Water All Around Us
There are a few key ingredients that make up life on earth. One of the first is carbon. All life on Earth is centered around carbon and carbon building blocks. For the most part, at least. There is some highly controversial evidence suggesting the evidence of silicate based microbes but that’s an entirely different subject and rightly so. Earth on life, as far as we know it, is carbon based and has been since the beginning. Scientifically speaking, no one is quite sure why or how life formed out of the primal ooze very early on in our planet’s history. There are several theories, all of which are interesting but conflicting with each other. The first is the idea of highly charged energy causing reactions in protein based solutions. The easier way of saying that is that lightning struck some of the tidal pools and started the spontaneous reorganization of complex cellar structures. Protein building blocks had enough energy to start changing and growing and eventually led to the first unicellular life. This is a popular theory but it also smacks a little of hand waving. It is certainly possible but there is no way to prove it. Another theory is called pan spermia which is a little more out there but no less intriguing. It suggests that life on earth began when nutrient and carbon rich comets struck the early earth’s surface and combined with the natural elements to kickstart life. It’s a fun theory, of course, but the biggest problem is that we just do not know if comets carry the elements essential for life. There is good evidence they do but we haven’t visited many so this theory is still just that. A theory. There is also the theory that life began deep in undersea vents where high energy sulfur vents put out enough energy overall for proteins to begin to change structures on their own. Interesting but we don’t yet have advanced enough technology to really test this theory with actual vents. The sea floor is still too remote and difficult to reach to test this effectively. Regardless of what happened, we do know that carbon is the basis for all life on earth. Sorry silicate microbes. That’s just the way it is. But there is one other essential ingredient life needs that didn’t actually exist on Earth in any substantial form in the beginning. That’s right. Water.
Water is Everywhere
Many people don’t know this but water in liquid form was incredibly rare on Earth for most of its early history. There was a bit of ice and water vapor but liquid water was nowhere to be found. It was too hot most places for liquid water to exist in any quantity. There was no need for a water softener or a reverse osmosis system or even anyone to ask why do I need reverse osmosis? There were no water softener dealers or an rv water filtration system or anything of the sort. In fact, the time it would take for a thinking being intelligent enough to ask why do I need reverse osmosis would be billions of years in the future.

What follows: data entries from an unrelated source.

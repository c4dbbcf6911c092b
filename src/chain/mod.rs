//! Segment chains: instances, the position solver and template bounds.

mod bounds;
mod instance;
mod solve;
mod store;

pub use bounds::{compute_bounds, TemplateBounds};
pub use instance::{InstanceId, SegmentInstance, SolvedChain, SolvedSegment};
pub use solve::solve_chain;
pub use store::HoleChain;
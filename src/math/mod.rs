pub mod angle;
pub mod arc_2d;
pub mod polygon_2d;
pub mod pose;

pub use angle::{normalize_angle, rotate_point, rotate_vector, sin_cos_deg};
pub use arc_2d::Turn;
pub use pose::{Pose, Port};

/// Ground-plane point. `x` is world X, `y` is world Z (depth).
pub type Point2 = nalgebra::Point2<f64>;

/// 3D point type (`y` up).
pub type Point3 = nalgebra::Point3<f64>;

/// Ground-plane vector. `x` is world X, `y` is world Z (depth).
pub type Vector2 = nalgebra::Vector2<f64>;

/// 3D vector type (`y` up).
pub type Vector3 = nalgebra::Vector3<f64>;

/// Global geometric tolerance for floating-point comparisons.
pub const TOLERANCE: f64 = 1e-10;

/// Smallest length or radius a segment may have after clamping.
pub const MIN_EXTENT: f64 = 1e-3;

Eventually, of course, there would be someone intelligent enough to ask why do i need reverse osmosis but the journey to get to that point was long and strange and arduous. First, there needed to be liquid water at all and that inadvertently became the job of the first living organisms to provide. For, you see, the very first stromatolites were the ones who provided the water over two billion years. Stromatolites, for those who don’t know, were large mats of microbes growing on land and in the primal ooze. Back then, they would have looked like big green carpets growing everywhere. These microbes took in carbon dioxide from the atmosphere and provided oxygen, a newer element for the earth that hadn’t existed in large quantities in the atmosphere before. Gradually, these microbes put enough oxygen in the air that the earth began to cool down and diversify, eventually leading to huge liquid water rainstorms that poured everywhere. First water, then complex life then eventually a person intelligent enough to ask why do i need reverse osmosis?